“I started tracking my calories and macros, and I noticed becoming overly focused on food, I started feeling more anxious and I sensed this wasn’t healthy”
Recently I’ve had several new clients who’ve said something along these lines as their reason for seeking help. They started the tracking with the belief that this was necessary to manage their eating and body weight, especially during the Covid lockdowns where there is so much talk around how this is affecting our eating (eg comfort eating) and resulting in weight gain.
My motivation for writing this, is how quickly these particular clients were able to drop the diet behaviour, food restriction and diet mentality and instead tune back into their bodies and appetites and eat freely without any guilt through understanding intuitive eating concepts. They expressed immense relief at not having to monitor or restrict their food, and they made the point that this way of thinking about food made so much more sense and why isn’t this the mainstream advice?
A key reason is just how pervasive diet culture has become, to the point it is everywhere – it’s hard to watch a TV series that doesn’t make some comment food and weight. A wonderful novel I just read which focused on some of the racial issues in America, still had a dose of diet culture with the numerous references to fat being undesirable and a problem. There are ads on TV, the radio and a trip to the doctors office where your weight may be brought up even if your complaint is a sore throat.
These days, diet culture is very often disguised as improving health. Public health messages suggest the relationship with health and weight is clear. It’s not. Fat bodies can be healthy and thin bodies can be unhealthy. Gaining weight does not mean you will develop health issues and losing weight does not guarantee health. If you would like to understand more about this, read Harriet Brown’s Body of Truth or at least this article.

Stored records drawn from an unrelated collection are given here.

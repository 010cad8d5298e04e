//! Portfolio CLI
//!
//! Generates a lineup portfolio from a scored player pool:
//! - players: JSON array of scored players (from the scoring pipeline)
//! - config: TOML run configuration (cap, counts, stacking, relaxation)
//! - output: human-readable report, or JSON with `--json`

use anyhow::{Context, Result};
use clap::Parser;
use portfolio_engine::PortfolioController;
use serde::Deserialize;
use slate_model::{Player, PlayerId, Position, RunConfig};
use std::fs;
use std::path::PathBuf;
use tracing::info;
use tracing_subscriber::EnvFilter;

#[derive(Parser)]
#[command(name = "portfolio-cli")]
#[command(about = "Generate a DFS lineup portfolio from a scored player pool")]
#[command(version = "0.1.0")]
struct Cli {
    /// Path to the scored player pool (JSON array)
    #[arg(short, long)]
    players: PathBuf,

    /// Path to the run configuration (TOML)
    #[arg(short, long)]
    config: PathBuf,

    /// Override the configured lineup count
    #[arg(short = 'n', long)]
    lineups: Option<u32>,

    /// Emit the full report as JSON instead of text
    #[arg(long)]
    json: bool,
}

/// One player row as the scoring pipeline exports it. Rows without an
/// explicit id get the NAME@TEAM composite key.
#[derive(Debug, Deserialize)]
struct PlayerRecord {
    #[serde(default)]
    id: Option<String>,
    name: String,
    team: String,
    #[serde(default)]
    opponent: String,
    position: Position,
    salary: u32,
    projection: f64,
    smart_value: f64,
    #[serde(default)]
    locked: bool,
    #[serde(default)]
    excluded: bool,
}

impl From<PlayerRecord> for Player {
    fn from(r: PlayerRecord) -> Self {
        let id = match r.id {
            Some(id) => PlayerId::new(id),
            None => PlayerId::from_name_team(&r.name, &r.team),
        };
        Player {
            id,
            name: r.name,
            team: r.team,
            opponent: r.opponent,
            position: r.position,
            salary: r.salary,
            projection: r.projection,
            smart_value: r.smart_value,
            locked: r.locked,
            excluded: r.excluded,
        }
    }
}

fn main() -> Result<()> {
    tracing_subscriber::fmt()
        .with_env_filter(
            EnvFilter::try_from_default_env().unwrap_or_else(|_| EnvFilter::new("info")),
        )
        .init();

    let cli = Cli::parse();

    let config_text = fs::read_to_string(&cli.config)
        .with_context(|| format!("reading config {}", cli.config.display()))?;
    let mut config: RunConfig = toml::from_str(&config_text)
        .with_context(|| format!("parsing config {}", cli.config.display()))?;
    if let Some(n) = cli.lineups {
        config.lineup_count = n;
    }

    let players_text = fs::read_to_string(&cli.players)
        .with_context(|| format!("reading players {}", cli.players.display()))?;
    let records: Vec<PlayerRecord> = serde_json::from_str(&players_text)
        .with_context(|| format!("parsing players {}", cli.players.display()))?;
    let players: Vec<Player> = records.into_iter().map(Player::from).collect();
    info!(players = players.len(), lineups = config.lineup_count, "starting run");

    let report = PortfolioController::new(config, players)?.run()?;
    if report.is_partial() {
        info!(
            generated = report.generated,
            requested = report.requested,
            "run ended with a partial portfolio"
        );
    }

    if cli.json {
        println!("{}", serde_json::to_string_pretty(&report)?);
    } else {
        print!("{report}");
    }
    Ok(())
}

#[cfg(test)]
mod tests {
    use super::*;

    #[test]
    fn record_without_id_gets_composite_key() {
        let json = r#"{
            "name": "Josh Jacobs", "team": "GB", "position": "RB",
            "salary": 7500, "projection": 18.2, "smart_value": 61.4
        }"#;
        let record: PlayerRecord = serde_json::from_str(json).unwrap();
        let player: Player = record.into();
        assert_eq!(player.id.as_str(), "JOSH_JACOBS@GB");
        assert!(!player.locked);
    }

    #[test]
    fn record_with_explicit_id_keeps_it() {
        let json = r#"{
            "id": "nfl-12345", "name": "Josh Jacobs", "team": "GB",
            "position": "D/ST", "salary": 7500,
            "projection": 18.2, "smart_value": 61.4, "locked": true
        }"#;
        let record: PlayerRecord = serde_json::from_str(json).unwrap();
        let player: Player = record.into();
        assert_eq!(player.id.as_str(), "nfl-12345");
        assert_eq!(player.position, Position::Dst);
        assert!(player.locked);
    }

    #[test]
    fn run_config_parses_from_toml() {
        let toml_text = r#"
            lineup_count = 5
            salary_cap = 50000
            uniqueness_pct = 0.5
            max_exposure_pct = 0.6
            qb_stack = true
        "#;
        let config: RunConfig = toml::from_str(toml_text).unwrap();
        assert_eq!(config.lineup_count, 5);
        assert!(config.qb_stack);
        assert_eq!(config.max_players_per_team, 3);
        assert!(config.validate().is_ok());
    }
}
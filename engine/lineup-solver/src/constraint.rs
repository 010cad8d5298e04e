use slate_model::PlayerId;
use std::collections::HashSet;
use std::fmt;

/// Constraint classes used for infeasibility attribution.
#[derive(Debug, Clone, Copy, PartialEq, Eq, Hash)]
pub enum ConstraintClass {
    Salary,
    PositionAvailability,
    TeamCap,
    Exposure,
    Uniqueness,
    GameStack,
    TeamStack,
}

impl fmt::Display for ConstraintClass {
    fn fmt(&self, f: &mut fmt::Formatter<'_>) -> fmt::Result {
        let s = match self {
            ConstraintClass::Salary => "salary",
            ConstraintClass::PositionAvailability => "position availability",
            ConstraintClass::TeamCap => "team cap",
            ConstraintClass::Exposure => "exposure",
            ConstraintClass::Uniqueness => "uniqueness",
            ConstraintClass::GameStack => "game stack",
            ConstraintClass::TeamStack => "team stack",
        };
        f.write_str(s)
    }
}

/// One linear inequality against a previously accepted lineup: the new
/// lineup may select at most `max_shared` of `players`.
#[derive(Debug, Clone)]
pub struct UniquenessRow {
    pub players: HashSet<PlayerId>,
    pub max_shared: usize,
}

/// Require at least `min_players` selected from the two teams of the
/// designated high-total game. The game is resolved externally.
#[derive(Debug, Clone)]
pub struct GameStackRule {
    pub teams: (String, String),
    pub min_players: usize,
}

impl GameStackRule {
    pub fn covers(&self, team: &str) -> bool {
        self.teams.0.eq_ignore_ascii_case(team) || self.teams.1.eq_ignore_ascii_case(team)
    }
}

/// The complete constraint set for one solve, produced by the constraint
/// builder from configuration plus accumulated portfolio state.
///
/// `excluded` holds user exclusions; `exposure_capped` holds players forced
/// out because their appearance count reached the exposure limit. The two
/// are kept apart so infeasibility can name the class that caused it.
#[derive(Debug, Clone)]
pub struct ConstraintSet {
    pub salary_cap: u32,
    pub min_salary: Option<u32>,
    pub max_players_per_team: usize,
    pub locked: HashSet<PlayerId>,
    pub excluded: HashSet<PlayerId>,
    pub exposure_capped: HashSet<PlayerId>,
    pub uniqueness: Vec<UniquenessRow>,
    pub game_stack: Option<GameStackRule>,
    pub qb_stack: bool,
}

impl ConstraintSet {
    pub fn new(salary_cap: u32, max_players_per_team: usize) -> Self {
        Self {
            salary_cap,
            min_salary: None,
            max_players_per_team,
            locked: HashSet::new(),
            excluded: HashSet::new(),
            exposure_capped: HashSet::new(),
            uniqueness: Vec::new(),
            game_stack: None,
            qb_stack: false,
        }
    }

    /// A player may enter the candidate set only if no constraint fixes its
    /// selection to false.
    #[inline]
    pub fn is_selectable(&self, id: &PlayerId) -> bool {
        !self.excluded.contains(id) && !self.exposure_capped.contains(id)
    }
}

#[cfg(test)]
mod tests {
    use super::*;

    #[test]
    fn selectable_excludes_both_kinds_of_exclusion() {
        let mut cs = ConstraintSet::new(50_000, 3);
        cs.excluded.insert(PlayerId::new("out"));
        cs.exposure_capped.insert(PlayerId::new("capped"));
        assert!(!cs.is_selectable(&PlayerId::new("out")));
        assert!(!cs.is_selectable(&PlayerId::new("capped")));
        assert!(cs.is_selectable(&PlayerId::new("in")));
    }

    #[test]
    fn game_stack_covers_both_teams_case_insensitively() {
        let rule = GameStackRule { teams: ("SEA".into(), "DET".into()), min_players: 3 };
        assert!(rule.covers("SEA"));
        assert!(rule.covers("det"));
        assert!(!rule.covers("KC"));
    }
}
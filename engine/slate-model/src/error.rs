//! Error types for the slate model

use crate::PlayerId;
use thiserror::Error;

/// Invalid run configuration. Fatal; reported before any solve is attempted.
#[derive(Error, Debug, Clone, PartialEq)]
pub enum ConfigError {
    #[error("lineup_count must be positive")]
    ZeroLineupCount,

    #[error("salary_cap must be positive")]
    ZeroSalaryCap,

    #[error("{field} must be within [0, 1], got {value}")]
    PercentOutOfRange { field: &'static str, value: f64 },

    #[error("roster template has no slots")]
    EmptyRoster,

    #[error("roster slot '{slot}' has an empty eligible position set")]
    EmptyEligibleSet { slot: String },

    #[error("duplicate roster slot name: '{slot}'")]
    DuplicateSlotName { slot: String },

    #[error("max_players_per_team must be positive")]
    ZeroTeamCap,

    #[error(
        "exposure floor is zero: {lineup_count} lineups x {max_exposure_pct} exposure \
         excludes every player from the second lineup onward"
    )]
    ExposureFloorZero {
        lineup_count: u32,
        max_exposure_pct: f64,
    },

    #[error("game stack is enabled but no game is designated")]
    GameStackTeamsMissing,

    #[error("game_stack_min must be at least 2, got {0}")]
    GameStackMinTooSmall(u32),

    #[error("game_stack_min {min} exceeds the {slots}-slot roster")]
    GameStackMinTooLarge { min: u32, slots: usize },
}

/// Invalid player pool. Fatal; reported before any solve is attempted.
#[derive(Error, Debug, Clone, PartialEq)]
pub enum PoolError {
    #[error("player pool is empty")]
    Empty,

    #[error("duplicate player id: {0}")]
    DuplicateId(PlayerId),

    #[error("player {0} has a non-positive salary")]
    NonPositiveSalary(PlayerId),

    #[error("player {0} is both locked and excluded")]
    LockExcludeConflict(PlayerId),
}
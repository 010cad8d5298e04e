use crate::{ConfigError, Position};
use serde::{Deserialize, Serialize};
use std::collections::HashSet;

/// One roster slot: a name and the position set that may fill it.
#[derive(Debug, Clone, PartialEq, Serialize, Deserialize)]
pub struct RosterSlot {
    pub name: String,
    pub eligible: Vec<Position>,
}

impl RosterSlot {
    pub fn new(name: impl Into<String>, eligible: &[Position]) -> Self {
        Self { name: name.into(), eligible: eligible.to_vec() }
    }

    #[inline]
    pub fn accepts(&self, position: Position) -> bool {
        self.eligible.contains(&position)
    }
}

/// Fixed ordered slot template for one contest format. The slot count never
/// changes during a run.
#[derive(Debug, Clone, PartialEq, Serialize, Deserialize)]
pub struct RosterTemplate {
    slots: Vec<RosterSlot>,
}

impl RosterTemplate {
    pub fn new(slots: Vec<RosterSlot>) -> Self {
        Self { slots }
    }

    /// Classic NFL template: QB, RB x2, WR x3, TE, FLEX (RB/WR/TE), DST.
    pub fn classic_nfl() -> Self {
        use Position::*;
        Self::new(vec![
            RosterSlot::new("QB", &[Qb]),
            RosterSlot::new("RB1", &[Rb]),
            RosterSlot::new("RB2", &[Rb]),
            RosterSlot::new("WR1", &[Wr]),
            RosterSlot::new("WR2", &[Wr]),
            RosterSlot::new("WR3", &[Wr]),
            RosterSlot::new("TE", &[Te]),
            RosterSlot::new("FLEX", &[Rb, Wr, Te]),
            RosterSlot::new("DST", &[Dst]),
        ])
    }

    #[inline]
    pub fn slot_count(&self) -> usize {
        self.slots.len()
    }

    #[inline]
    pub fn slots(&self) -> &[RosterSlot] {
        &self.slots
    }

    /// Indices of the slots a player at `position` may fill.
    pub fn eligible_slots(&self, position: Position) -> Vec<usize> {
        self.slots
            .iter()
            .enumerate()
            .filter(|(_, s)| s.accepts(position))
            .map(|(i, _)| i)
            .collect()
    }

    pub fn validate(&self) -> Result<(), ConfigError> {
        if self.slots.is_empty() {
            return Err(ConfigError::EmptyRoster);
        }
        let mut seen = HashSet::new();
        for slot in &self.slots {
            if slot.eligible.is_empty() {
                return Err(ConfigError::EmptyEligibleSet { slot: slot.name.clone() });
            }
            if !seen.insert(slot.name.as_str()) {
                return Err(ConfigError::DuplicateSlotName { slot: slot.name.clone() });
            }
        }
        Ok(())
    }
}

#[cfg(test)]
mod tests {
    use super::*;

    #[test]
    fn classic_template_shape() {
        let t = RosterTemplate::classic_nfl();
        assert_eq!(t.slot_count(), 9);
        assert!(t.validate().is_ok());
        // FLEX accepts RB/WR/TE, never QB or DST
        assert_eq!(t.eligible_slots(Position::Rb), vec![1, 2, 7]);
        assert_eq!(t.eligible_slots(Position::Qb), vec![0]);
        assert_eq!(t.eligible_slots(Position::Dst), vec![8]);
    }

    #[test]
    fn validate_rejects_degenerate_templates() {
        assert_eq!(
            RosterTemplate::new(vec![]).validate(),
            Err(ConfigError::EmptyRoster)
        );
        let empty_set = RosterTemplate::new(vec![RosterSlot::new("X", &[])]);
        assert!(matches!(
            empty_set.validate(),
            Err(ConfigError::EmptyEligibleSet { .. })
        ));
        let dup = RosterTemplate::new(vec![
            RosterSlot::new("WR", &[Position::Wr]),
            RosterSlot::new("WR", &[Position::Wr]),
        ]);
        assert!(matches!(
            dup.validate(),
            Err(ConfigError::DuplicateSlotName { .. })
        ));
    }
}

But because of this oversimplification of the relationship between weight and health, the medical profession and many other health professionals, usually without meaning to be, are complicit with diet culture thinking and perpetuate dieting behaviours. Recommending weight loss will ultimately send most people down the path of food restriction or and into diet culture thinking and behaviours.
What do I mean by diet culture thinking and behaviours?
- The good food, bad food dichotomy
- Food is either healthy or unhealthy
- Food will either heal you or harm you
- You need to restrict certain food, especially sugary food, fried food and even some food groups such as carbs, to be eating well and managing your weight
- Tracking food, calories, macros with apps like my fitness pal
- Cutting out sugar or carbs
- Following a pattern of eating that isn’t practical with your lifestyle, that you don’t really enjoy or that leaves you feeling hungry and struggling to concentrate at times
None of this is true or necessary, you can read more about that in these two blogs:
It seems the pervasiveness of diet culture has reached a point that people with a previously healthy relationship with food and who’ve never engaged in diet behaviours before, are now starting to engage in them and this is starting to damage their relationship with food.
It’s important to mention that what was a quick turn around for these clients is not usually so straightforward for the majority of my clients. These people hadn’t dieted much (or at all) in the past, so their relationship with food was fairly intact to begin with. These clients are also in smaller, or not very fat, bodies, and this certainly can make it easier to shift the focus away from worrying about weight and the perceived need to restrict food.